When is a new finding significant? The hypothesis can help answer this question.

 

The hypothesis testing is composted by a null hypothesis and the alternative hypothesis and helps us to determine if a new finding is significant and thus to see if a parameter is different from what we originally assumed.

 

Example: Say we assume that the mean height of 180 cm for Scandinavian men aged 65-75, but now, a new sample results in a mean height of 183 cm. Is there a reason to think that the mean height now is more than 180? We can test this new finding against the original assumed mean value expressed with the \(H_0\) hypothesis against the alternative hypothesis, \( H_1\). We test \( H_0  \ vs.
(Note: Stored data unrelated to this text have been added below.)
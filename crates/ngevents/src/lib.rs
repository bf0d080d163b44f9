//! # ngevents
//!
//! A single-threaded event emitter with scheduling, grouping, state caching
//! and a network proxy, for tools and services that need more control over
//! dispatch than a plain observer list gives.
//!
//! ## Core Features
//!
//! - **Nice values**: every emission, listener and listener context carries a
//!   scheduling priority, from fully synchronous to deferred by a delay
//! - **Async listeners**: listeners can finish later through a [`Done`]
//!   handle; completion callbacks fire once every listener is done
//! - **Interruption**: on an interruptible emitter a listener can stop an
//!   event, which resolves the completion callback early and emits `interrupt`
//! - **Listener contexts**: named groups of listeners that can be disabled,
//!   queued or serialized together
//! - **State events**: the last value is cached and replayed to late
//!   listeners; states in one group are mutually exclusive
//! - **Groups**: the same operation applied across a list of emitters
//! - **Proxy**: local emitters exposed as services and mirrored by a peer
//!   over any message transport
//!
//! ## Quick Start Example
//!
//! ```rust,no_run
//! use ngevents::*;
//! use serde_json::json;
//!
//! #[tokio::main(flavor = "current_thread")]
//! async fn main() -> Result<(), Box<dyn std::error::Error>> {
//!     let local = tokio::task::LocalSet::new();
//!     local
//!         .run_until(async {
//!             let door = Emitter::new();
//!             door.set_interruptible(true);
//!
//!             door.on("open", Listener::new(|args| println!("opening for {}", args[0])))?;
//!             door.on(
//!                 "open",
//!                 Listener::with_done(|_args, done| {
//!                     // finishes on a later turn
//!                     tokio::task::spawn_local(async move {
//!                         tokio::time::sleep(std::time::Duration::from_millis(10)).await;
//!                         done.done();
//!                     });
//!                 })
//!                 .nice(IMMEDIATE),
//!             )?;
//!
//!             let outcome = door.wait_for_emit("open", vec![json!("alice")])?.await;
//!             println!("open finished: {outcome:?}");
//!             Ok::<(), Box<dyn std::error::Error>>(())
//!         })
//!         .await
//! }
//! ```
//!
//! ## Listener Contexts
//!
//! ```rust
//! use ngevents::*;
//! use std::rc::Rc;
//!
//! let emitter = Emitter::with_scheduler(Rc::new(ManualScheduler::new()));
//! emitter.on("job", Listener::new(|_| {}).context("workers")).unwrap();
//!
//! emitter.queue_listener_context("workers").unwrap();
//! emitter.emit("job", vec![]).unwrap();
//! assert_eq!(emitter.queued_jobs("workers"), 1);
//!
//! emitter.enable_listener_context("workers").unwrap();
//! assert_eq!(emitter.queued_jobs("workers"), 0);
//! ```

// tests
mod test_integration;

// Core modules
pub mod config;
pub mod error;
pub mod events;
pub mod group;
pub mod listener;
pub mod proxy;
pub mod scheduler;
pub mod system;
pub mod types;

pub use config::{ContextConfig, EmitterConfig};
pub use error::{EmitterError, ProxyError};
pub use events::{CompletionFn, Emission, Event};
pub use listener::{Listener, ListenerId, ListenerInfo, Outcome};
pub use proxy::{
    ChannelTransport, LocalService, MemoryTransport, Proxy, ProxyMessage, RemoteService,
    ServiceCapabilities, Transport,
};
pub use scheduler::{Job, ManualScheduler, Scheduler, TokioScheduler};
pub use system::{ContextOptions, Done, Emitter, WeakEmitter};
pub use types::*;

/// Number of listeners `emitter` has for `name`.
pub fn listener_count(emitter: &Emitter, name: &str) -> usize {
    emitter.listener_count(name)
}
H_1\).

 

Start defining our alternative hypothesis (\( H_1\)): Suggesting a change

You might find it easiest to start off with the defining of the alternative hypothesis which expresses the “Hey, we just found a new result, which indicates that the mean value actually is different from what we originally have assumed as our mean, or “We have found that the mean might have changed”. In our example, the alternative hypothesis would thus say: We have found that the mean height could be more than 180, which can be expressed: \(H_1: \mu > 180\)

 

The null hypothesis (\( H_0\)): The “conservative”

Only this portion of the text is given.